Saudi Prince Al-Waleed Bin Talal Bin Abdulaziz Al-Saud, one of the world's richest private investors, has sold his 5 per cent stake in Saatchi & Saatchi for cash, rather than take shares in the company's bidder, French advertising group Publicis.
The Prince has held the stake since at least March 1998, when he declared an interest in 9.3 million shares representing 4.17 per cent of the advertising company. He built on this and until last week held 5.51 per cent.
The billionaire Prince is known to be a shrewd investor. Among other investments, he has £434 million ($1.4 billion) invested in eight internet and technology stocks. He bought Apple Computer and Citigroup when others were selling out and substantially increased his wealth in the process.
His timing seems to be equally good with Saatchi. No details of the exact date he sold are available, but the company was informed on August 18, the day after the share price hit its all-time high.
So it is quite likely he sold at the very top of the market.
On this basis, the Prince would have pocketed more than £56 million. Taking the share prices at the times his purchases were declared, this works out at a profit of roughly £41 million.
However, it seems the Prince's shareholding goes back beyond the 1998 announcements.
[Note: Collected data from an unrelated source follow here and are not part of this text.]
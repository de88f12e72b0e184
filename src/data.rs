//! Data channel plumbing: where bytes come from and go to, and the two
//! wire framings (stream and extended block).
//!
//! Stream mode is a plain byte copy that ends when the sender closes the
//! socket. Extended-block mode frames every block with a 17-byte header
//! (descriptor, byte count, offset), so blocks may arrive out of order and
//! the connection can outlive a single transfer.

use std::io::{self, Read, Seek, SeekFrom, Write};
use std::sync::{Arc, Mutex, PoisonError};

use crate::attr::Mode;
use crate::restart_marker::Range;

/// Descriptor bit marking the last block of a transfer.
pub const EB_EOD: u8 = 0x08;
/// Descriptor bit announcing that the count field holds the EOD count.
pub const EB_EOF: u8 = 0x40;
pub const EB_HEADER_LEN: usize = 17;
/// Payload size used when sending.
pub const BLOCK_SIZE: usize = 64 * 1024;

/// Destination for retrieved data. Blocks may arrive out of order.
pub trait DataSink: Send {
    fn write_block(&mut self, offset: u64, data: &[u8]) -> io::Result<()>;
}

impl<T: Write + Seek + Send> DataSink for T {
    fn write_block(&mut self, offset: u64, data: &[u8]) -> io::Result<()> {
        self.seek(SeekFrom::Start(offset))?;
        self.write_all(data)
    }
}

/// Origin of stored data.
pub trait DataSource: Send {
    /// Fills `buf` from `offset`; returns 0 at end of data.
    fn read_block(&mut self, offset: u64, buf: &mut [u8]) -> io::Result<usize>;
}

impl<T: Read + Seek + Send> DataSource for T {
    fn read_block(&mut self, offset: u64, buf: &mut [u8]) -> io::Result<usize> {
        self.seek(SeekFrom::Start(offset))?;
        self.read(buf)
    }
}

/// Sinks and sources outlive a single attempt, so restarts write into the
/// same place.
pub type SharedSink = Arc<Mutex<dyn DataSink>>;
pub type SharedSource = Arc<Mutex<dyn DataSource>>;

pub fn shared_sink<S: DataSink + 'static>(sink: S) -> SharedSink {
    Arc::new(Mutex::new(sink))
}

pub fn shared_source<S: DataSource + 'static>(source: S) -> SharedSource {
    Arc::new(Mutex::new(source))
}

/// One block as reported to the handle.
#[derive(Debug, Clone, Copy, PartialEq, Eq)]
pub struct Block {
    pub offset: u64,
    pub length: u64,
    /// Line feeds in the payload; an ASCII transfer sends each as CRLF.
    pub newlines: u64,
    pub eof: bool,
}

impl Block {
    pub fn payload(offset: u64, data: &[u8]) -> Block {
        Block {
            offset,
            length: data.len() as u64,
            newlines: data.iter().filter(|&&b| b == b'\n').count() as u64,
            eof: false,
        }
    }

    pub fn end_of_data(offset: u64) -> Block {
        Block {
            offset,
            length: 0,
            newlines: 0,
            eof: true,
        }
    }
}

#[derive(Debug, Clone, Copy, PartialEq, Eq)]
pub struct EbHeader {
    pub descriptor: u8,
    pub count: u64,
    pub offset: u64,
}

impl EbHeader {
    pub fn is_eod(&self) -> bool {
        self.descriptor & EB_EOD != 0
    }

    pub fn write_to<W: Write>(&self, w: &mut W) -> io::Result<()> {
        let mut buf = [0u8; EB_HEADER_LEN];
        buf[0] = self.descriptor;
        buf[1..9].copy_from_slice(&self.count.to_be_bytes());
        buf[9..17].copy_from_slice(&self.offset.to_be_bytes());
        w.write_all(&buf)
    }

    pub fn read_from<R: Read>(r: &mut R) -> io::Result<EbHeader> {
        let mut buf = [0u8; EB_HEADER_LEN];
        r.read_exact(&mut buf)?;
        let mut count = [0u8; 8];
        let mut offset = [0u8; 8];
        count.copy_from_slice(&buf[1..9]);
        offset.copy_from_slice(&buf[9..17]);
        Ok(EbHeader {
            descriptor: buf[0],
            count: u64::from_be_bytes(count),
            offset: u64::from_be_bytes(offset),
        })
    }
}

/// Drains a data connection into `sink`.
///
/// Stream data is written sequentially from `base_offset`. Extended-block
/// offsets are absolute. Returns the number of payload bytes received.
pub fn receive<R: Read>(
    conn: &mut R,
    mode: Mode,
    sink: &SharedSink,
    base_offset: u64,
    on_block: &mut dyn FnMut(Block),
) -> io::Result<u64> {
    match mode {
        Mode::Stream => receive_stream(conn, sink, base_offset, on_block),
        Mode::ExtendedBlock => receive_eb(conn, sink, on_block),
    }
}

fn receive_stream<R: Read>(
    conn: &mut R,
    sink: &SharedSink,
    base_offset: u64,
    on_block: &mut dyn FnMut(Block),
) -> io::Result<u64> {
    let mut buf = vec![0u8; BLOCK_SIZE];
    let mut offset = base_offset;
    loop {
        let n = match conn.read(&mut buf) {
            Ok(0) => break,
            Ok(n) => n,
            Err(e) if e.kind() == io::ErrorKind::Interrupted => continue,
            Err(e) => return Err(e),
        };
        sink.lock()
            .unwrap_or_else(PoisonError::into_inner)
            .write_block(offset, &buf[..n])?;
        on_block(Block::payload(offset, &buf[..n]));
        offset += n as u64;
    }
    on_block(Block::end_of_data(offset));
    Ok(offset - base_offset)
}

fn receive_eb<R: Read>(
    conn: &mut R,
    sink: &SharedSink,
    on_block: &mut dyn FnMut(Block),
) -> io::Result<u64> {
    let mut total = 0u64;
    // payloads pass through this buffer whatever count the header claims
    let mut buf = vec![0u8; BLOCK_SIZE];
    loop {
        let header = EbHeader::read_from(conn)?;
        // an EOF descriptor carries the EOD count, not a payload length
        let payload = if header.descriptor & EB_EOF != 0 { 0 } else { header.count };
        if header.offset.checked_add(payload).is_none() {
            return Err(io::Error::new(io::ErrorKind::InvalidData, "block past end of file"));
        }
        let mut done = 0u64;
        while done < payload {
            let n = (payload - done).min(BLOCK_SIZE as u64) as usize;
            conn.read_exact(&mut buf[..n])?;
            sink.lock()
                .unwrap_or_else(PoisonError::into_inner)
                .write_block(header.offset + done, &buf[..n])?;
            done += n as u64;
        }
        total += payload;
        let eof = header.is_eod();
        if payload > 0 || eof {
            on_block(Block {
                offset: header.offset,
                length: payload,
                newlines: 0,
                eof,
            });
        }
        if eof {
            return Ok(total);
        }
    }
}

/// Pumps `source` onto a data connection.
///
/// Sends from `base_offset` up to `end` (or the end of the source), skipping
/// any range listed in `skip`. Stream mode ignores `skip`. Returns the
/// number of payload bytes sent.
pub fn send<W: Write>(
    conn: &mut W,
    mode: Mode,
    source: &SharedSource,
    base_offset: u64,
    end: Option<u64>,
    skip: &[Range],
    on_block: &mut dyn FnMut(Block),
) -> io::Result<u64> {
    let mut buf = vec![0u8; BLOCK_SIZE];
    let mut offset = base_offset;
    let mut total = 0u64;
    loop {
        if mode == Mode::ExtendedBlock {
            if let Some(r) = skip.iter().find(|r| r.start <= offset && offset <= r.end) {
                match r.end.checked_add(1) {
                    Some(next) => offset = next,
                    None => break,
                }
                continue;
            }
        }
        let mut want = buf.len() as u64;
        if let Some(end) = end {
            if offset >= end {
                break;
            }
            want = want.min(end - offset);
        }
        if mode == Mode::ExtendedBlock {
            if let Some(next) = skip.iter().filter(|r| r.start > offset).map(|r| r.start).min() {
                want = want.min(next - offset);
            }
        }
        let want = want as usize;
        let n = source
            .lock()
            .unwrap_or_else(PoisonError::into_inner)
            .read_block(offset, &mut buf[..want])?;
        if n == 0 {
            break;
        }
        match mode {
            Mode::Stream => conn.write_all(&buf[..n])?,
            Mode::ExtendedBlock => {
                EbHeader {
                    descriptor: 0,
                    count: n as u64,
                    offset,
                }
                .write_to(conn)?;
                conn.write_all(&buf[..n])?;
            }
        }
        on_block(Block::payload(offset, &buf[..n]));
        offset += n as u64;
        total += n as u64;
    }
    if mode == Mode::ExtendedBlock {
        EbHeader {
            descriptor: EB_EOD,
            count: 0,
            offset: 0,
        }
        .write_to(conn)?;
    }
    conn.flush()?;
    on_block(Block::end_of_data(offset));
    Ok(total)
}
Reports in 1997 suggested he had a £25 million stake in Cordiant, the advertising group that split into two quoted companies: Saatchi & Saatchi and Bates, plus Zenith Media Worldwide.
So the Prince's profit might be closer to £30 million.
The sale seems to indicate that the Prince is not impressed by the Publicis offer, approved by shareholders last Wednesday.
The offer valued Saatchi at 500p a share when it was made, but the price will be paid in paper at a ratio of 1.64 Publicis shares for every 100 Saatchi shares. At current rates, that values Saatchi shares at about 410p - 35p below the market rate.
For whatever reason, the Prince seems to prefer cash.